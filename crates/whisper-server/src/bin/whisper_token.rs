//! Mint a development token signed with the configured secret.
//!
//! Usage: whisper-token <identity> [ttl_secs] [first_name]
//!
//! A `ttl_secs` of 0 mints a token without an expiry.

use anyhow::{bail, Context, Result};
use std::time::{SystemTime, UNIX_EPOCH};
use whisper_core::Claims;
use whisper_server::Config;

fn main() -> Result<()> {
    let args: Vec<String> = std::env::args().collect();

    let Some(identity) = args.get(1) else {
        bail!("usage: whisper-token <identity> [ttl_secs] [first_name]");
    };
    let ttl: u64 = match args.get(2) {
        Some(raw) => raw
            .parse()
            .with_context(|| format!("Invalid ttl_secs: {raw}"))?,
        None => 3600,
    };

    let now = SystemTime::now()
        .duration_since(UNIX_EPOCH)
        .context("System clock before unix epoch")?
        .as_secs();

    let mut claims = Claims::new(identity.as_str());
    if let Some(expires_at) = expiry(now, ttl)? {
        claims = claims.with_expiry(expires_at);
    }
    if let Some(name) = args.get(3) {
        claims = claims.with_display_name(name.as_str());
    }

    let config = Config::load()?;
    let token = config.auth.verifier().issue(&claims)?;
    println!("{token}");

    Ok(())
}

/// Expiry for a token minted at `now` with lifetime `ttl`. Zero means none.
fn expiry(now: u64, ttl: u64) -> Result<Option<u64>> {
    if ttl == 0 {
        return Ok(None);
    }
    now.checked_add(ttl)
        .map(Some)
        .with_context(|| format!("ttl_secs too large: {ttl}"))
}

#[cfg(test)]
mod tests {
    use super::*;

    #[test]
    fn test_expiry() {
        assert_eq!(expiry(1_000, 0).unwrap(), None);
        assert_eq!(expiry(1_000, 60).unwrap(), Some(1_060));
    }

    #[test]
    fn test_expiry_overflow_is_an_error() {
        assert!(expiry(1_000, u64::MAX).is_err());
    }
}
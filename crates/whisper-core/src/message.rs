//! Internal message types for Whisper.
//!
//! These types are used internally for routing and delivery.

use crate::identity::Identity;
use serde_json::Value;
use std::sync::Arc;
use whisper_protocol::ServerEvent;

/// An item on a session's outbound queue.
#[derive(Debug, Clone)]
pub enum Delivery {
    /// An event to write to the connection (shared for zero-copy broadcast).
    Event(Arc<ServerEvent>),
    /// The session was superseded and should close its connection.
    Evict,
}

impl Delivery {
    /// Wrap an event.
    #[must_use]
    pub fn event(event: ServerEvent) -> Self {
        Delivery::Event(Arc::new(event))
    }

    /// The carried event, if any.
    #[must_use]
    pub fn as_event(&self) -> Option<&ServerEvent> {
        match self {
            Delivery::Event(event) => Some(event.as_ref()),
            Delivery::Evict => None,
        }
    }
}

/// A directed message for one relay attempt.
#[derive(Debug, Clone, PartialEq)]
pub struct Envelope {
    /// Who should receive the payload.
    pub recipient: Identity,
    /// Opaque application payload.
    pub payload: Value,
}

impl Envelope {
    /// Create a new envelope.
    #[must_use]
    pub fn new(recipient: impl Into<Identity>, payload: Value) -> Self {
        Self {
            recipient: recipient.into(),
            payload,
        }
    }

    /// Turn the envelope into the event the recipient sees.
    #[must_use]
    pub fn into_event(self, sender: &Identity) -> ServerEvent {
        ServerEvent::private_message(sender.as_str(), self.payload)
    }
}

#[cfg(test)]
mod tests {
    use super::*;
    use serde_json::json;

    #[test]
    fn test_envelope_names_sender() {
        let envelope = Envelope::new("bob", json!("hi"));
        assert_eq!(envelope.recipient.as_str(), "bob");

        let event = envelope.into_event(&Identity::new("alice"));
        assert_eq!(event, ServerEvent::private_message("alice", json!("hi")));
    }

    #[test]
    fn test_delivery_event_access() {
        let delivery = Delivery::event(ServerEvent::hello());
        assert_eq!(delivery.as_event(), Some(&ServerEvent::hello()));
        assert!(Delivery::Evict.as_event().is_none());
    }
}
★ ★ ★ ★
__Brief__: With nothing added or dropped, write out the listing again.

__Worked solution__:
filename crates/whisper-server/src/bin/whisper_token.rs
//! Mint a development token signed with the configured secret.
//!
//! Usage: whisper-token <identity> [ttl_secs] [first_name]
//!
//! A `ttl_secs` of 0 mints a token without an expiry.

use anyhow::{bail, Context, Result};
use std::time::{SystemTime, UNIX_EPOCH};
use whisper_core::Claims;
use whisper_server::Config;

fn main() -> Result<()> {
    let args: Vec<String> = std::env::args().collect();

    let Some(identity) = args.get(1) else {
        bail!("usage: whisper-token <identity> [ttl_secs] [first_name]");
    };
    let ttl: u64 = match args.get(2) {
        Some(raw) => raw
            .parse()
            .with_context(|| format!("Invalid ttl_secs: {raw}"))?,
        None => 3600,
    };

    let now = SystemTime::now()
        .duration_since(UNIX_EPOCH)
        .context("System clock before unix epoch")?
        .as_secs();

    let mut claims = Claims::new(identity.as_str());
    if let Some(expires_at) = expiry(now, ttl)? {
        claims = claims.with_expiry(expires_at);
    }
    if let Some(name) = args.get(3) {
        claims = claims.with_display_name(name.as_str());
    }

    let config = Config::load()?;
    let token = config.auth.verifier().issue(&claims)?;
    println!("{token}");

    Ok(())
}

/// Expiry for a token minted at `now` with lifetime `ttl`. Zero means none.
fn expiry(now: u64, ttl: u64) -> Result<Option<u64>> {
    if ttl == 0 {
        return Ok(None);
    }
    now.checked_add(ttl)
        .map(Some)
        .with_context(|| format!("ttl_secs too large: {ttl}"))
}

#[cfg(test)]
mod tests {
    use super::*;

    #[test]
    fn test_expiry() {
        assert_eq!(expiry(1_000, 0).unwrap(), None);
        assert_eq!(expiry(1_000, 60).unwrap(), Some(1_060));
    }

    #[test]
    fn test_expiry_overflow_is_an_error() {
        assert!(expiry(1_000, u64::MAX).is_err());
    }
}
filename crates/whisper-core/src/message.rs
//! Internal message types for Whisper.
//!
//! These types are used internally for routing and delivery.

use crate::identity::Identity;
use serde_json::Value;
use std::sync::Arc;
use whisper_protocol::ServerEvent;

/// An item on a session's outbound queue.
#[derive(Debug, Clone)]
pub enum Delivery {
    /// An event to write to the connection (shared for zero-copy broadcast).
    Event(Arc<ServerEvent>),
    /// The session was superseded and should close its connection.
    Evict,
}

impl Delivery {
    /// Wrap an event.
    #[must_use]
    pub fn event(event: ServerEvent) -> Self {
        Delivery::Event(Arc::new(event))
    }

    /// The carried event, if any.
    #[must_use]
    pub fn as_event(&self) -> Option<&ServerEvent> {
        match self {
            Delivery::Event(event) => Some(event.as_ref()),
            Delivery::Evict => None,
        }
    }
}

/// A directed message for one relay attempt.
#[derive(Debug, Clone, PartialEq)]
pub struct Envelope {
    /// Who should receive the payload.
    pub recipient: Identity,
    /// Opaque application payload.
    pub payload: Value,
}

impl Envelope {
    /// Create a new envelope.
    #[must_use]
    pub fn new(recipient: impl Into<Identity>, payload: Value) -> Self {
        Self {
            recipient: recipient.into(),
            payload,
        }
    }

    /// Turn the envelope into the event the recipient sees.
    #[must_use]
    pub fn into_event(self, sender: &Identity) -> ServerEvent {
        ServerEvent::private_message(sender.as_str(), self.payload)
    }
}

#[cfg(test)]
mod tests {
    use super::*;
    use serde_json::json;

    #[test]
    fn test_envelope_names_sender() {
        let envelope = Envelope::new("bob", json!("hi"));
        assert_eq!(envelope.recipient.as_str(), "bob");

        let event = envelope.into_event(&Identity::new("alice"));
        assert_eq!(event, ServerEvent::private_message("alice", json!("hi")));
    }

    #[test]
    fn test_delivery_event_access() {
        let delivery = Delivery::event(ServerEvent::hello());
        assert_eq!(delivery.as_event(), Some(&ServerEvent::hello()));
        assert!(Delivery::Evict.as_event().is_none());
    }
}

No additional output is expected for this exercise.